Les « cocus » de l’histoire appartiennent toujours dans le camp majoritaire aux parlementaires d’Agir. Aucune promotion chez eux et chez elles…alors que ces derniers jours on évoquait avec beaucoup d’insistance dans les milieux « dits autorisés » la possible arrivée d’une députée que les Havrais connaissent bien et pour cause. En vue sur la présentation de plusieurs lois et pour son travail parlementaire, la proche d’Edouard Philippe, Agnès Firmin Le Bodo, faisait figure de prétendante toute présentable. Que s’est-il donc passé dans les dernières 48 heures ? Mystère et boule de gomme pour la pharmacienne de profession…La pilule doit encore être plus amère pour le député de l’Yonne, encore du camp des Républicains, Guillaume Larrivé, le seul de son parti à avoir voté la confiance à Jean Castex. Le seul aussi à dire tout le bien de ce qu’il pense d’Emmanuel Macron. La lèche n’est pas toujours récompensée et ses petits camarades républicains risquent bien de le mettre en quarantaine avec usage du port de masque obligatoire. Que sa collègue havraise pourra toujours lui céder à un tarif préférentiel! Exit aussi les secrétaires d’Etat, Brune Poirson et Christelle Dubos, invitées à retrouver leur mandat de députée. Il y a pire sanction.

L’ancien conseiller de Sarkozy pourra toujours, pour s’occuper, lire le nouveau livre de son mentor et ancien président de la République, qui, deux ans après son succès de librairie, « Passions » reprend notamment sa tournée des plages, pas dans les clubs Mickey, mais bien parmi les siens, ses fans toujours fidèles, avec des séances de dédicaces avec son nouvel opus « le temps des tempêtes ». Un titre bien choisi pour un ouvrage dans lequel le successeur de Jacques Chirac revisite dans le détail la première partie de son quinquennat. Les « tempêtes m’ont toujours fasciné » écrit d’entrée celui qui « assume tout ». Ou presque. Une défense de son bilan où il manque pas de donner les bons et mauvais points. Nombre de figures de la droite passent à la moulinette. Avec plutôt de bonheur pour Valérie Pécresse et Xavier Bertrand, mais avec une grande sévérité lorsqu’il s’agit de s’attaquer à deux de ses principales bêtes noires, Jean-Louis Debré « à la carrière inespérée » et surtout son grand ami, François Bayrou « qui a toujours trahi ceux qu’il a choisis ».

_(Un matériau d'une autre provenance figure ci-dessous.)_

//! # In-Memory Store
//!
//! An actor-backed [`KvStore`]. The [`MemoryStore`] task owns a sorted map and processes
//! requests one at a time, so every single-key operation is atomic without locks.
//! [`MemoryStoreClient`] is the cheap, cloneable handle that sends requests and awaits
//! the one-shot replies.
//!
//! ```rust,ignore
//! let (actor, client) = MemoryStore::new(64);
//! let handle = tokio::spawn(actor.run());
//! client.put("product:1", b"{}".to_vec()).await?;
//! client.close().await?;
//! handle.await?;
//! ```

use super::{KvStore, ScanBatch};
use crate::error::StoreError;
use async_trait::async_trait;
use std::collections::BTreeMap;
use tokio::sync::{mpsc, oneshot};
use tracing::{debug, info};

/// Type alias for the one-shot reply channel.
type Response<T> = oneshot::Sender<Result<T, StoreError>>;

/// Requests understood by the store actor.
#[derive(Debug)]
enum StoreRequest {
    Put {
        key: String,
        value: Vec<u8>,
        respond_to: Response<()>,
    },
    Get {
        key: String,
        respond_to: Response<Vec<u8>>,
    },
    Scan {
        prefix: String,
        cursor: u64,
        count: usize,
        respond_to: Response<ScanBatch>,
    },
    Close {
        respond_to: Response<()>,
    },
}

/// The server half: owns the records and the receiving end of the mailbox.
pub struct MemoryStore {
    receiver: mpsc::Receiver<StoreRequest>,
    records: BTreeMap<String, Vec<u8>>,
}

impl MemoryStore {
    /// Creates the actor and its client. The actor does nothing until [`run`](Self::run)
    /// is spawned.
    pub fn new(buffer_size: usize) -> (Self, MemoryStoreClient) {
        let (sender, receiver) = mpsc::channel(buffer_size.max(1));
        let actor = Self {
            receiver,
            records: BTreeMap::new(),
        };
        (actor, MemoryStoreClient { sender })
    }

    /// Convenience for tests and the demo binary: spawns the actor and returns the client.
    pub fn spawn(buffer_size: usize) -> (MemoryStoreClient, tokio::task::JoinHandle<()>) {
        let (actor, client) = Self::new(buffer_size);
        (client, tokio::spawn(actor.run()))
    }

    /// Processes requests until every client is dropped or `close` is received.
    pub async fn run(mut self) {
        info!("Memory store started");

        while let Some(msg) = self.receiver.recv().await {
            match msg {
                StoreRequest::Put {
                    key,
                    value,
                    respond_to,
                } => {
                    self.records.insert(key, value);
                    let _ = respond_to.send(Ok(()));
                }
                StoreRequest::Get { key, respond_to } => {
                    let result = self
                        .records
                        .get(&key)
                        .cloned()
                        .ok_or(StoreError::NotFound(key));
                    let _ = respond_to.send(result);
                }
                StoreRequest::Scan {
                    prefix,
                    cursor,
                    count,
                    respond_to,
                } => {
                    let _ = respond_to.send(Ok(self.scan(&prefix, cursor, count)));
                }
                StoreRequest::Close { respond_to } => {
                    debug!("Close requested");
                    let _ = respond_to.send(Ok(()));
                    break;
                }
            }
        }

        info!(size = self.records.len(), "Memory store shutdown");
    }

    /// Cursor is the number of prefix-matching keys already handed out.
    fn scan(&self, prefix: &str, cursor: u64, count: usize) -> ScanBatch {
        let skip = usize::try_from(cursor).unwrap_or(usize::MAX);
        let mut matching = self
            .records
            .range::<str, _>((std::ops::Bound::Included(prefix), std::ops::Bound::Unbounded))
            .map(|(k, _)| k)
            .take_while(|k| k.starts_with(prefix))
            .skip(skip);

        let keys: Vec<String> = matching.by_ref().take(count).cloned().collect();
        let more = matching.next().is_some();
        let cursor = if more { cursor + keys.len() as u64 } else { 0 };
        ScanBatch { cursor, keys }
    }
}

/// A cloneable handle to a running [`MemoryStore`].
#[derive(Clone)]
pub struct MemoryStoreClient {
    sender: mpsc::Sender<StoreRequest>,
}

impl MemoryStoreClient {
    async fn request<T>(
        &self,
        build: impl FnOnce(Response<T>) -> StoreRequest,
    ) -> Result<T, StoreError> {
        let (respond_to, response) = oneshot::channel();
        self.sender
            .send(build(respond_to))
            .await
            .map_err(|_| StoreError::Unavailable("memory store closed".to_string()))?;
        response
            .await
            .map_err(|_| StoreError::Unavailable("memory store dropped response".to_string()))?
    }
}

#[async_trait]
impl KvStore for MemoryStoreClient {
    async fn put(&self, key: &str, value: Vec<u8>) -> Result<(), StoreError> {
        let key = key.to_string();
        self.request(|respond_to| StoreRequest::Put {
            key,
            value,
            respond_to,
        })
        .await
    }

    async fn get(&self, key: &str) -> Result<Vec<u8>, StoreError> {
        let key = key.to_string();
        self.request(|respond_to| StoreRequest::Get { key, respond_to })
            .await
    }

    async fn scan(&self, prefix: &str, cursor: u64, count: usize) -> Result<ScanBatch, StoreError> {
        let prefix = prefix.to_string();
        self.request(|respond_to| StoreRequest::Scan {
            prefix,
            cursor,
            count: count.max(1),
            respond_to,
        })
        .await
    }

    async fn close(&self) -> Result<(), StoreError> {
        self.request(|respond_to| StoreRequest::Close { respond_to })
            .await
    }
}

#[cfg(test)]
mod tests {
    use super::*;
    use crate::store::PrefixScan;

    #[tokio::test]
    async fn test_put_get_and_not_found() {
        let (client, _handle) = MemoryStore::spawn(8);

        client.put("product:1", b"one".to_vec()).await.unwrap();
        assert_eq!(client.get("product:1").await.unwrap(), b"one".to_vec());

        let missing = client.get("product:2").await;
        assert_eq!(missing, Err(StoreError::NotFound("product:2".to_string())));
    }

    #[tokio::test]
    async fn test_scan_pages_through_prefix_only() {
        let (client, _handle) = MemoryStore::spawn(8);
        for i in 0..25 {
            client.put(&format!("product:{i:02}"), vec![]).await.unwrap();
        }
        client.put("order:1", vec![]).await.unwrap();
        client.put("productx", vec![]).await.unwrap();

        let first = client.scan("product:", 0, 10).await.unwrap();
        assert_eq!(first.keys.len(), 10);
        assert_eq!(first.cursor, 10);

        let keys = PrefixScan::new(&client, "product:", 10)
            .collect_keys()
            .await
            .unwrap();
        assert_eq!(keys.len(), 25);
        assert!(keys.iter().all(|k| k.starts_with("product:")));
    }

    #[tokio::test]
    async fn test_scan_of_empty_store_finishes_immediately() {
        let (client, _handle) = MemoryStore::spawn(8);
        let batch = client.scan("product:", 0, 10).await.unwrap();
        assert_eq!(batch, ScanBatch::default());
    }

    #[tokio::test]
    async fn test_close_stops_actor() {
        let (client, handle) = MemoryStore::spawn(8);
        client.put("product:1", vec![1]).await.unwrap();

        client.close().await.unwrap();
        handle.await.unwrap();

        let result = client.get("product:1").await;
        assert!(matches!(result, Err(StoreError::Unavailable(_))));
    }
}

En attendant, Nicolas Sarkozy, dès demain mardi, se déplacera dans une librairie à Deauville pour y signer son probable futur succès et fera aussi une halte du côté du bassin d’Arcachon, entre autres. Il pourrait y croiser l’ancien président du Conseil constitutionnel et maire d’Evreux, qui y possède une propriété familiale. Qui lui aussi écrit beaucoup. Je rêve d’une signature à quatre mains avec JLD et le « petit Nicolas ». Deux présidents pour le prix d’un. Ca aurait de la gueule! S’il passe par Biarritz, autre station chic, il pourra toujours s’offrir un petit moment de partage délicieux avec le régional de l’étape, le maire de Pau, toujours en plan!

Toujours dans la galaxie sarkozienne ou sarkoziste, on en revient toujours à son ancien et jeune compagnon de route, Gérald Darmanin, dont les sorties se compliquent de plus en plus. La dernière en date avec l’hommage rendu au père Hamel, à Quevilly, quatre ans après son odieux assassinat par deux « fous de Dieu » islamistes. Une douzaine de manifestants de l’ultra gauche et Gilets jaunes, ont dû être interpellés et exfiltrés après l’agression verbale et les insultes dont a été victime celui qui d’ordinaire est davantage poursuivi par des féministes outrancières! Le devoir de mémoire et l’hommage rendu à l’ancien curé de cette paroisse méritaient mieux que ces débordements scandaleux en pareille circonstance.